* _Your objective_
Print all the records below, word for word and in full.

* _Records excerpted from a collection_
= = =
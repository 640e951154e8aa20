use async_trait::async_trait;
use chrono::DateTime;

use omnifetch_core::{Fetched, Params, RetrieveError, RetrievedDocument, Retriever, Value};

use crate::http::{build_client, send_json};
use crate::Settings;

pub const FINANCE_YAHOO: &str = "finance_yahoo";

/// Quote and history lookups against a Yahoo-style chart API; the redundant
/// twin of the `finance` backend, usable without an API key.
///
/// Quote mode (the default) reads the latest price and previous close from
/// the chart metadata. History mode kicks in when a `range` parameter is
/// supplied and yields one document per bar, newest first; `interval`
/// (default `1d`) is forwarded.
pub struct YahooFinanceRetriever {
    client: reqwest::Client,
    api_url: String,
}

impl YahooFinanceRetriever {
    pub fn new(settings: &Settings) -> Result<Self, RetrieveError> {
        Ok(Self {
            client: build_client(settings)?,
            api_url: settings.yahoo_api_url.clone(),
        })
    }
}

#[async_trait]
impl Retriever for YahooFinanceRetriever {
    fn name(&self) -> &str {
        FINANCE_YAHOO
    }

    async fn fetch(&self, query: &str, params: &Params) -> Result<Fetched, RetrieveError> {
        let symbol = params
            .get_str("symbol")
            .map(str::trim)
            .filter(|symbol| !symbol.is_empty())
            .unwrap_or(query)
            .to_uppercase();
        let interval = params.get_str("interval").unwrap_or("1d").to_string();
        let range = params.get_str("range").map(str::to_string);
        let history = range.is_some();

        let url = format!("{}/{}", self.api_url.trim_end_matches('/'), symbol);
        let pairs: Vec<(&str, &str)> = vec![
            ("range", range.as_deref().unwrap_or("1d")),
            ("interval", interval.as_str()),
        ];
        let payload = send_json(FINANCE_YAHOO, self.client.get(&url).query(&pairs)).await?;

        let result = chart_result(&payload).ok_or_else(|| {
            RetrieveError::provider(
                FINANCE_YAHOO,
                format!("chart response contained no data for {symbol}"),
            )
        })?;

        let (documents, mode) = if history {
            (history_documents(&symbol, result), "history")
        } else {
            let document = quote_document(&symbol, result).ok_or_else(|| {
                RetrieveError::provider(
                    FINANCE_YAHOO,
                    format!("chart response contained no price for {symbol}"),
                )
            })?;
            (vec![document], "quote")
        };

        if documents.is_empty() {
            return Err(RetrieveError::provider(
                FINANCE_YAHOO,
                format!("no {mode} data returned for {symbol}"),
            ));
        }

        Ok(Fetched::new(documents)
            .with_metadata("requested_symbol", symbol)
            .with_metadata("mode", mode))
    }
}

/// First entry of `chart.result`, where both the metadata and the bar
/// series live.
pub fn chart_result(payload: &Value) -> Option<&Value> {
    payload
        .get("chart")?
        .get("result")?
        .as_array()?
        .first()
}

/// Latest-quote document derived from the chart metadata: price, previous
/// close and the change computed from the two.
pub fn quote_document(symbol: &str, result: &Value) -> Option<RetrievedDocument> {
    let meta = result.get("meta")?;
    let price = meta.get("regularMarketPrice").and_then(Value::as_f64)?;
    let prev_close = meta
        .get("chartPreviousClose")
        .or_else(|| meta.get("previousClose"))
        .and_then(Value::as_f64);

    let mut lines = vec![format!("Symbol: {symbol}"), format!("Price: {price:.2}")];
    if let Some(prev_close) = prev_close.filter(|close| *close != 0.0) {
        let change = price - prev_close;
        let percent = change / prev_close * 100.0;
        lines.push(format!("Change: {change:+.2}"));
        lines.push(format!("Change %: {percent:+.2}%"));
    }

    Some(
        RetrievedDocument::new(lines.join("\n"), FINANCE_YAHOO, 1.0)
            .with_metadata("raw", meta.clone()),
    )
}

/// One document per bar, newest first, scored `1/rank`.
pub fn history_documents(symbol: &str, result: &Value) -> Vec<RetrievedDocument> {
    let timestamps = result
        .get("timestamp")
        .and_then(Value::as_array)
        .cloned()
        .unwrap_or_default();
    let empty = Value::Null;
    let series = result
        .get("indicators")
        .and_then(|indicators| indicators.get("quote"))
        .and_then(Value::as_array)
        .and_then(|quotes| quotes.first())
        .unwrap_or(&empty);

    let mut documents = Vec::new();
    for (rank, idx) in (0..timestamps.len()).rev().enumerate() {
        let Some(ts) = timestamps[idx].as_i64() else {
            continue;
        };
        let date = DateTime::from_timestamp(ts, 0)
            .map(|dt| dt.format("%Y-%m-%d").to_string())
            .unwrap_or_else(|| ts.to_string());

        let mut lines = vec![format!("Symbol: {symbol}"), format!("Date: {date}")];
        for (label, field) in [
            ("Open", "open"),
            ("High", "high"),
            ("Low", "low"),
            ("Close", "close"),
            ("Volume", "volume"),
        ] {
            if let Some(value) = series
                .get(field)
                .and_then(|values| values.get(idx))
                .and_then(Value::as_f64)
            {
                lines.push(format!("{label}: {value}"));
            }
        }

        documents.push(
            RetrievedDocument::new(lines.join("\n"), FINANCE_YAHOO, 1.0 / (rank + 1) as f64)
                .with_metadata("mode", "history")
                .with_metadata("date", date),
        );
    }
    documents
}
= = =
* _Task response_
repository 640e951154e8aa20
use async_trait::async_trait;
use chrono::DateTime;

use omnifetch_core::{Fetched, Params, RetrieveError, RetrievedDocument, Retriever, Value};

use crate::http::{build_client, send_json};
use crate::Settings;

pub const FINANCE_YAHOO: &str = "finance_yahoo";

/// Quote and history lookups against a Yahoo-style chart API; the redundant
/// twin of the `finance` backend, usable without an API key.
///
/// Quote mode (the default) reads the latest price and previous close from
/// the chart metadata. History mode kicks in when a `range` parameter is
/// supplied and yields one document per bar, newest first; `interval`
/// (default `1d`) is forwarded.
pub struct YahooFinanceRetriever {
    client: reqwest::Client,
    api_url: String,
}

impl YahooFinanceRetriever {
    pub fn new(settings: &Settings) -> Result<Self, RetrieveError> {
        Ok(Self {
            client: build_client(settings)?,
            api_url: settings.yahoo_api_url.clone(),
        })
    }
}

#[async_trait]
impl Retriever for YahooFinanceRetriever {
    fn name(&self) -> &str {
        FINANCE_YAHOO
    }

    async fn fetch(&self, query: &str, params: &Params) -> Result<Fetched, RetrieveError> {
        let symbol = params
            .get_str("symbol")
            .map(str::trim)
            .filter(|symbol| !symbol.is_empty())
            .unwrap_or(query)
            .to_uppercase();
        let interval = params.get_str("interval").unwrap_or("1d").to_string();
        let range = params.get_str("range").map(str::to_string);
        let history = range.is_some();

        let url = format!("{}/{}", self.api_url.trim_end_matches('/'), symbol);
        let pairs: Vec<(&str, &str)> = vec![
            ("range", range.as_deref().unwrap_or("1d")),
            ("interval", interval.as_str()),
        ];
        let payload = send_json(FINANCE_YAHOO, self.client.get(&url).query(&pairs)).await?;

        let result = chart_result(&payload).ok_or_else(|| {
            RetrieveError::provider(
                FINANCE_YAHOO,
                format!("chart response contained no data for {symbol}"),
            )
        })?;

        let (documents, mode) = if history {
            (history_documents(&symbol, result), "history")
        } else {
            let document = quote_document(&symbol, result).ok_or_else(|| {
                RetrieveError::provider(
                    FINANCE_YAHOO,
                    format!("chart response contained no price for {symbol}"),
                )
            })?;
            (vec![document], "quote")
        };

        if documents.is_empty() {
            return Err(RetrieveError::provider(
                FINANCE_YAHOO,
                format!("no {mode} data returned for {symbol}"),
            ));
        }

        Ok(Fetched::new(documents)
            .with_metadata("requested_symbol", symbol)
            .with_metadata("mode", mode))
    }
}

/// First entry of `chart.result`, where both the metadata and the bar
/// series live.
pub fn chart_result(payload: &Value) -> Option<&Value> {
    payload
        .get("chart")?
        .get("result")?
        .as_array()?
        .first()
}

/// Latest-quote document derived from the chart metadata: price, previous
/// close and the change computed from the two.
pub fn quote_document(symbol: &str, result: &Value) -> Option<RetrievedDocument> {
    let meta = result.get("meta")?;
    let price = meta.get("regularMarketPrice").and_then(Value::as_f64)?;
    let prev_close = meta
        .get("chartPreviousClose")
        .or_else(|| meta.get("previousClose"))
        .and_then(Value::as_f64);

    let mut lines = vec![format!("Symbol: {symbol}"), format!("Price: {price:.2}")];
    if let Some(prev_close) = prev_close.filter(|close| *close != 0.0) {
        let change = price - prev_close;
        let percent = change / prev_close * 100.0;
        lines.push(format!("Change: {change:+.2}"));
        lines.push(format!("Change %: {percent:+.2}%"));
    }

    Some(
        RetrievedDocument::new(lines.join("\n"), FINANCE_YAHOO, 1.0)
            .with_metadata("raw", meta.clone()),
    )
}

/// One document per bar, newest first, scored `1/rank`.
pub fn history_documents(symbol: &str, result: &Value) -> Vec<RetrievedDocument> {
    let timestamps = result
        .get("timestamp")
        .and_then(Value::as_array)
        .cloned()
        .unwrap_or_default();
    let empty = Value::Null;
    let series = result
        .get("indicators")
        .and_then(|indicators| indicators.get("quote"))
        .and_then(Value::as_array)
        .and_then(|quotes| quotes.first())
        .unwrap_or(&empty);

    let mut documents = Vec::new();
    for (rank, idx) in (0..timestamps.len()).rev().enumerate() {
        let Some(ts) = timestamps[idx].as_i64() else {
            continue;
        };
        let date = DateTime::from_timestamp(ts, 0)
            .map(|dt| dt.format("%Y-%m-%d").to_string())
            .unwrap_or_else(|| ts.to_string());

        let mut lines = vec![format!("Symbol: {symbol}"), format!("Date: {date}")];
        for (label, field) in [
            ("Open", "open"),
            ("High", "high"),
            ("Low", "low"),
            ("Close", "close"),
            ("Volume", "volume"),
        ] {
            if let Some(value) = series
                .get(field)
                .and_then(|values| values.get(idx))
                .and_then(Value::as_f64)
            {
                lines.push(format!("{label}: {value}"));
            }
        }

        documents.push(
            RetrievedDocument::new(lines.join("\n"), FINANCE_YAHOO, 1.0 / (rank + 1) as f64)
                .with_metadata("mode", "history")
                .with_metadata("date", date),
        );
    }
    documents
}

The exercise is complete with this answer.